The Hurricane Weather Research and Forecasting (HWRF) is increasingly becoming known for its better performance in simulating tropical cyclones (TCs) over different basins globally, and the Advanced Research version of the Weather Research and Forecasting (WRF) model is widely used for the same in both research and operational settings. These two models are now operational at India Meteorological Department (IMD) for TC predictions over the North Indian Ocean. The near real-time forecast of HWRF and WRF models is evaluated in a quasi-operational setup based on 62 forecast cases from 10 recent TCs during 2013–2017 over the Bay of Bengal. Multi-satellite estimated winds are used to compare initial and simulated vortex structures, and HWRF has been found to be better. The track prediction is comparable in both the models for shorter forecast lengths (up to 30 h), while the HWRF is skillful (by 27%) for longer forecast, thus leading to a better estimation of landfall position and time.

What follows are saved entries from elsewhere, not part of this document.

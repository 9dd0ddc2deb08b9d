//! # Application State
//!
//! Global state management using Dioxus signals and context.

use std::future::Future;

use dioxus::prelude::*;
use newsdesk_core::api::{RestClient, BASE_URL};
use newsdesk_core::{AdminConsole, AdminError, AdminResult, Listing};

/// Global application state.
///
/// Shared across all components via Dioxus context.
/// Use `use_context::<AppState>()` to access in components.
///
/// # Examples
///
/// ```rust,ignore
/// #[component]
/// fn MyComponent() -> Element {
///     let state = use_context::<AppState>();
///     let name = state.operator_name().unwrap_or_default();
///
///     rsx! {
///         p { "Signed in as {name}" }
///     }
/// }
/// ```
#[derive(Clone, Copy)]
pub struct AppState {
    /// The console, holding the session while logged in.
    pub console: Signal<AdminConsole>,

    /// Label of the backend call in flight, if any.
    pub busy: Signal<Option<String>>,

    /// Blocking error message, if any.
    pub alert: Signal<Option<String>>,

    // ==================== Cached Listings ====================
    pub users: Signal<Listing>,
    pub articles: Signal<Listing>,
    pub categories: Signal<Listing>,
    pub tokens: Signal<Listing>,
}

fn console() -> AdminConsole {
    AdminConsole::new(RestClient::with_http(BASE_URL, reqwest::Client::new()))
}

impl AppState {
    /// Creates the application state with a logged-out console.
    #[must_use]
    pub fn new() -> Self {
        Self {
            console: Signal::new(console()),
            busy: Signal::new(None),
            alert: Signal::new(None),
            users: Signal::new(Listing::default()),
            articles: Signal::new(Listing::default()),
            categories: Signal::new(Listing::default()),
            tokens: Signal::new(Listing::default()),
        }
    }

    // ==================== Session ====================

    /// Check if an operator is logged in.
    #[must_use]
    pub fn is_logged_in(&self) -> bool {
        self.console.read().session().is_some()
    }

    /// Username of the operator, if logged in.
    #[must_use]
    pub fn operator_name(&self) -> Option<String> {
        self.console
            .read()
            .session()
            .map(|s| s.operator().username.clone())
    }

    /// Closes the session and forgets every cached listing.
    pub fn logout(&mut self) {
        self.console.write().logout();
        self.users.set(Listing::default());
        self.articles.set(Listing::default());
        self.categories.set(Listing::default());
        self.tokens.set(Listing::default());
    }

    // ==================== Backend Calls ====================

    /// Whether a backend call is in flight.
    #[must_use]
    pub fn is_busy(&self) -> bool {
        self.busy.read().is_some()
    }

    /// Runs one backend call with the console, showing the loading overlay
    /// until it completes. Errors are shown as a blocking alert.
    pub fn run<T, W, Fut, D>(&self, label: &str, work: W, done: D)
    where
        T: 'static,
        W: FnOnce(AdminConsole) -> Fut + 'static,
        Fut: Future<Output = AdminResult<T>> + 'static,
        D: FnOnce(T) + 'static,
    {
        let mut alert = self.alert;
        self.run_with(label, work, done, move |e| alert.set(Some(e.to_string())));
    }

    /// Like [`AppState::run`], with a custom error handler.
    ///
    /// A call is refused while another one is in flight. Signals are peeked,
    /// so calling this from an effect does not subscribe the effect.
    pub fn run_with<T, W, Fut, D, F>(&self, label: &str, work: W, done: D, failed: F)
    where
        T: 'static,
        W: FnOnce(AdminConsole) -> Fut + 'static,
        Fut: Future<Output = AdminResult<T>> + 'static,
        D: FnOnce(T) + 'static,
        F: FnOnce(AdminError) + 'static,
    {
        let mut busy = self.busy;
        if let Some(current) = busy.peek().as_ref() {
            tracing::debug!(%current, refused = label, "backend call already in flight");
            return;
        }

        busy.set(Some(label.to_string()));
        let console = self.console.peek().clone();

        spawn(async move {
            let result = work(console).await;
            busy.set(None);
            match result {
                Ok(value) => done(value),
                Err(e) => failed(e),
            }
        });
    }

    // ==================== Listings ====================

    /// Reloads the user listing.
    pub fn refresh_users(&self) {
        let mut users = self.users;
        self.run(
            "Loading users",
            |console| async move { console.list_users().await },
            move |records| users.set(Listing::new(records)),
        );
    }

    /// Reloads the article listing, together with the categories used by
    /// its filter and forms.
    pub fn refresh_articles(&self) {
        let mut articles = self.articles;
        let mut categories = self.categories;
        self.run(
            "Loading articles",
            |console| async move {
                let list = console.list_articles().await?;
                let cats = console.list_categories().await?;
                Ok::<_, AdminError>((list, cats))
            },
            move |(list, cats)| {
                articles.set(Listing::new(list));
                categories.set(Listing::new(cats));
            },
        );
    }

    /// Reloads the category listing, together with the articles used for
    /// the per-category counts.
    pub fn refresh_categories(&self) {
        let mut articles = self.articles;
        let mut categories = self.categories;
        self.run(
            "Loading categories",
            |console| async move {
                let cats = console.list_categories().await?;
                let list = console.list_articles().await?;
                Ok::<_, AdminError>((cats, list))
            },
            move |(cats, list)| {
                categories.set(Listing::new(cats));
                articles.set(Listing::new(list));
            },
        );
    }

    /// Reloads the token listing.
    pub fn refresh_tokens(&self) {
        let mut tokens = self.tokens;
        self.run(
            "Loading tokens",
            |console| async move { console.list_tokens().await },
            move |records| tokens.set(Listing::new(records)),
        );
    }
}

impl Default for AppState {
    fn default() -> Self {
        Self::new()
    }
}
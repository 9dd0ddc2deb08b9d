//! # RPC Errors
//!
//! Error types for the SOAP transport. Every variant means "RPC unavailable"
//! to the transport selector.

use thiserror::Error;

use crate::xml::XmlError;

/// Errors that can occur during SOAP operations.
#[derive(Error, Debug)]
pub enum RpcError {
    /// Network or HTTP error.
    #[error("network error: {0}")]
    Network(#[from] reqwest::Error),

    /// Service description could not be fetched or understood.
    #[error("service description unusable: {0}")]
    ServiceDescription(String),

    /// Operation is not offered by the service description.
    #[error("operation not offered by the service: {0}")]
    UnknownOperation(String),

    /// Endpoint answered with a non-success status and no fault.
    #[error("endpoint error: {status} - {message}")]
    Status {
        /// HTTP status code.
        status: u16,
        /// Response body.
        message: String,
    },

    /// Remote fault (business-rule rejection or server exception).
    #[error("remote fault: {0}")]
    Fault(String),

    /// Response body is not a SOAP envelope.
    #[error("malformed envelope: {0}")]
    Malformed(#[from] XmlError),

    /// Envelope is well formed but does not carry what the operation returns.
    #[error("unexpected reply: {0}")]
    UnexpectedReply(String),
}

/// Result type for SOAP operations.
pub type RpcResult<T> = Result<T, RpcError>;
//! Default queue handler: one processed message decrements its entity's
//! outstanding count by one.

use super::MessageHandler;
use crate::backend::TableBackend;
use crate::error::Result;
use crate::model::Message;
use async_trait::async_trait;
use std::collections::{HashMap, HashSet, VecDeque};
use std::sync::{Arc, Mutex, MutexGuard, PoisonError};
use tracing::{debug, warn};

pub const ENTITY_ID_ATTRIBUTE: &str = "entity_id";
pub const MESSAGE_ID_ATTRIBUTE: &str = "message_id";

/// Completed entities remembered by default.
pub const DEFAULT_COMPLETED_CAPACITY: usize = 4096;

/// Decrements the entity counter once per `(entity_id, message_id)`.
///
/// Deliveries already applied in this process are acknowledged without
/// touching the table again, so a message redelivered after a failed delete
/// is not counted twice. A delivery claims its key before the table write, so
/// overlapping copies of one message decrement once.
///
/// Once an entity's counter reaches zero its message keys are dropped and
/// only the entity id is kept, in a set capped at the completed capacity.
pub struct EntityMessageHandler {
    table: Arc<dyn TableBackend>,
    deliveries: Mutex<Deliveries>,
}

#[derive(Default)]
struct Deliveries {
    /// Applied or in-flight message ids of entities still counting down.
    pending: HashMap<String, HashSet<String>>,
    completed: HashSet<String>,
    /// Completion order, oldest first.
    completed_order: VecDeque<String>,
    completed_capacity: usize,
}

impl Deliveries {
    /// Returns false if the delivery was already claimed or its entity is done.
    fn claim(&mut self, entity_id: &str, message_id: &str) -> bool {
        if self.completed.contains(entity_id) {
            return false;
        }
        self.pending
            .entry(entity_id.to_string())
            .or_default()
            .insert(message_id.to_string())
    }

    fn release(&mut self, entity_id: &str, message_id: &str) {
        if let Some(ids) = self.pending.get_mut(entity_id) {
            ids.remove(message_id);
            if ids.is_empty() {
                self.pending.remove(entity_id);
            }
        }
    }

    fn complete(&mut self, entity_id: &str) {
        self.pending.remove(entity_id);
        if self.completed_capacity == 0 || !self.completed.insert(entity_id.to_string()) {
            return;
        }
        self.completed_order.push_back(entity_id.to_string());
        while self.completed_order.len() > self.completed_capacity {
            if let Some(oldest) = self.completed_order.pop_front() {
                self.completed.remove(&oldest);
            }
        }
    }
}

impl EntityMessageHandler {
    pub fn new(table: Arc<dyn TableBackend>) -> Self {
        Self {
            table,
            deliveries: Mutex::new(Deliveries {
                completed_capacity: DEFAULT_COMPLETED_CAPACITY,
                ..Deliveries::default()
            }),
        }
    }

    /// Cap the number of completed entities remembered.
    pub fn with_completed_capacity(self, capacity: usize) -> Self {
        self.deliveries().completed_capacity = capacity;
        self
    }

    /// Message keys held for entities that have not completed.
    pub fn pending_deliveries(&self) -> usize {
        self.deliveries().pending.values().map(HashSet::len).sum()
    }

    /// Completed entities whose late redeliveries are still ignored.
    pub fn completed_entities(&self) -> usize {
        self.deliveries().completed.len()
    }

    fn deliveries(&self) -> MutexGuard<'_, Deliveries> {
        self.deliveries.lock().unwrap_or_else(PoisonError::into_inner)
    }
}

#[async_trait]
impl MessageHandler for EntityMessageHandler {
    async fn handle(&self, message: &Message) -> Result<()> {
        // A message without its attributes can never succeed; accept it so
        // it is deleted instead of cycling forever.
        let Some(entity_id) = message.attribute(ENTITY_ID_ATTRIBUTE) else {
            warn!(message_id = %message.message_id, "message has no entity_id attribute");
            return Ok(());
        };
        let Some(message_id) = message.attribute(MESSAGE_ID_ATTRIBUTE) else {
            warn!(
                message_id = %message.message_id,
                entity_id,
                "message has no message_id attribute"
            );
            return Ok(());
        };

        let claimed = self.deliveries().claim(entity_id, message_id);
        if !claimed {
            debug!(entity_id, message_id, "duplicate delivery, already counted");
            return Ok(());
        }

        let remaining = match self.table.update_counter(entity_id, -1).await {
            Ok(remaining) => remaining,
            Err(e) => {
                // Unclaim so the redelivery is applied.
                self.deliveries().release(entity_id, message_id);
                return Err(e);
            }
        };
        if remaining <= 0 {
            self.deliveries().complete(entity_id);
        }
        debug!(entity_id, message_id, remaining, body = %message.body, "message processed");
        Ok(())
    }
}
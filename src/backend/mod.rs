//! Backend interfaces the consumers and producer depend on.
//!
//! Each trait models one external collaborator: a pull queue with
//! visibility-based deletion, a sharded append-only log, and a key-value
//! table of per-entity counters. Two families implement them: in-process
//! memory backends and Postgres (see [`crate::db`]).

pub mod memory;

use crate::config::{BackendKind, Config};
use crate::db::Db;
use crate::db::pgmq::PgmqQueue;
use crate::db::stream::PgChangeStream;
use crate::db::table::PgEntityTable;
use crate::error::{Error, Result};
use crate::model::{
    Cursor, EntityMessages, FetchOutput, Message, ReceiptToken, SendEntry, SendFailure, ShardId,
    ShardPage,
};
use async_trait::async_trait;
use secrecy::ExposeSecret;
use std::collections::HashSet;
use std::sync::Arc;
use std::time::Duration;

/// Most entries a single batch send accepts.
pub const MAX_SEND_BATCH: usize = 10;

#[async_trait]
pub trait QueueBackend: Send + Sync {
    /// Receive up to `max_messages`, waiting at most `wait` for the first one.
    ///
    /// Received messages stay hidden from other pollers until their
    /// visibility timeout expires or they are deleted.
    async fn poll(&self, max_messages: usize, wait: Duration) -> Result<Vec<Message>>;

    /// Delete a received message by its receipt token.
    async fn delete(&self, receipt: &ReceiptToken) -> Result<()>;

    /// Send up to [`MAX_SEND_BATCH`] messages. Returns the entries that failed.
    async fn send_batch(&self, entries: Vec<SendEntry>) -> Result<Vec<SendFailure>>;
}

#[async_trait]
pub trait StreamBackend: Send + Sync {
    /// One page of the stream's shards, starting after `exclusive_start`.
    async fn list_shards(
        &self,
        stream: &str,
        exclusive_start: Option<&ShardId>,
    ) -> Result<ShardPage>;

    /// Cursor positioned at the oldest retained record of `shard`.
    async fn trim_horizon_cursor(&self, stream: &str, shard: &ShardId) -> Result<Cursor>;

    /// Read up to `limit` records after `cursor`.
    async fn fetch(&self, cursor: &Cursor, limit: usize) -> Result<FetchOutput>;
}

#[async_trait]
pub trait TableBackend: Send + Sync {
    /// Create or replace an entity's counter row.
    async fn put(&self, item: &EntityMessages) -> Result<()>;

    /// Atomically add `delta` to an existing counter. Returns the new value.
    async fn update_counter(&self, entity_id: &str, delta: i64) -> Result<i64>;
}

/// The three backends a run needs, behind trait objects.
#[derive(Clone)]
pub struct Backends {
    pub queue: Arc<dyn QueueBackend>,
    pub stream: Arc<dyn StreamBackend>,
    pub table: Arc<dyn TableBackend>,
}

impl Backends {
    /// In-process backends whose table writes feed the change stream.
    pub fn in_memory(config: &Config) -> Self {
        let stream = Arc::new(memory::MemoryStream::new(
            &config.stream_name,
            config.shard_count,
        ));
        let queue = Arc::new(memory::MemoryQueue::new(Duration::from_secs(
            config.visibility_timeout_seconds,
        )));
        let table = Arc::new(
            memory::MemoryTable::new(&config.table_name).with_change_stream(stream.clone()),
        );
        Self {
            queue,
            stream,
            table,
        }
    }

    /// Connect the backends selected by `DATABASE_URL`.
    ///
    /// For Postgres this migrates the schema, creates the pgmq queue, and
    /// registers the change-log shards.
    pub async fn connect(config: &Config) -> Result<Self> {
        match config.backend_kind() {
            BackendKind::Memory => Ok(Self::in_memory(config)),
            BackendKind::Postgres => {
                let db = Arc::new(Db::connect(config.database_url.expose_secret()).await?);
                db.migrate().await?;
                db.create_queue(&config.queue_name).await?;
                db.ensure_shards(&config.stream_name, config.shard_count)
                    .await?;

                let queue = PgmqQueue::new(
                    db.clone(),
                    &config.queue_name,
                    config.visibility_timeout_seconds,
                );
                let stream = PgChangeStream::new(db.clone());
                let table = PgEntityTable::new(
                    db,
                    &config.table_name,
                    &config.stream_name,
                    config.shard_count,
                );
                Ok(Self {
                    queue: Arc::new(queue),
                    stream: Arc::new(stream),
                    table: Arc::new(table),
                })
            }
        }
    }
}

/// Split a batch into sendable entries and per-entry failures.
///
/// Rejects the whole call when the batch is empty, too large, or reuses an
/// entry id; individual entries with an empty body are reported as failures.
pub(crate) fn validate_batch(
    entries: Vec<SendEntry>,
) -> Result<(Vec<SendEntry>, Vec<SendFailure>)> {
    if entries.is_empty() {
        return Err(Error::Backend(
            "batch send requires at least one entry".to_string(),
        ));
    }
    if entries.len() > MAX_SEND_BATCH {
        return Err(Error::Backend(format!(
            "batch of {} entries exceeds the limit of {MAX_SEND_BATCH}",
            entries.len()
        )));
    }
    let mut seen = HashSet::new();
    if let Some(dup) = entries.iter().find(|e| !seen.insert(e.id.as_str())) {
        return Err(Error::Backend(format!("duplicate batch entry id {}", dup.id)));
    }

    let (valid, invalid): (Vec<_>, Vec<_>) =
        entries.into_iter().partition(|e| !e.body.is_empty());
    let failures = invalid
        .into_iter()
        .map(|e| SendFailure {
            id: e.id,
            code: "InvalidMessageContents".to_string(),
            message: "message body must not be empty".to_string(),
        })
        .collect();
    Ok((valid, failures))
}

HWRF is significantly better (error < 10 knots) in intensity prediction compared to the WRF model (~ 15 knots). Unlike the WRF model, the HWRF model produced an improved vertical structure of dynamic and thermodynamic processes and could be attributed to the state-of-the-art vortex initialization and relocation method, multiscale interaction and high resolution. The model-predicted vortex structures also supported the credibility of HWRF system. This work highlights the need for having improved initialization and high resolution for TC predictions over the region.

Notes

Acknowledgements

This work is supported by the financial grant from the Indian National Centre for Ocean Information Services (INCOIS), Ministry of Earth Sciences (MM/SERP/CNRS/2013/INT-10/002), India and the Indo-US Science & Technology Forum (IUSSTF), New Delhi. KKO also acknowledges the financial support from SERB (ECR/2016/001637), Department of Science and Technology (DST), and, Earth System Science Organization, Ministry of Earth Sciences (MoES/16/14/2014-RDEAS), Government of India. DN acknowledges NSF CAREER AGS-0847472 grant. The IMD provides observed track, wind speed for validation of model simulation results and we thank their efforts. Mr. Naveen G is also acknowledged for his help in improving the readability of manuscript.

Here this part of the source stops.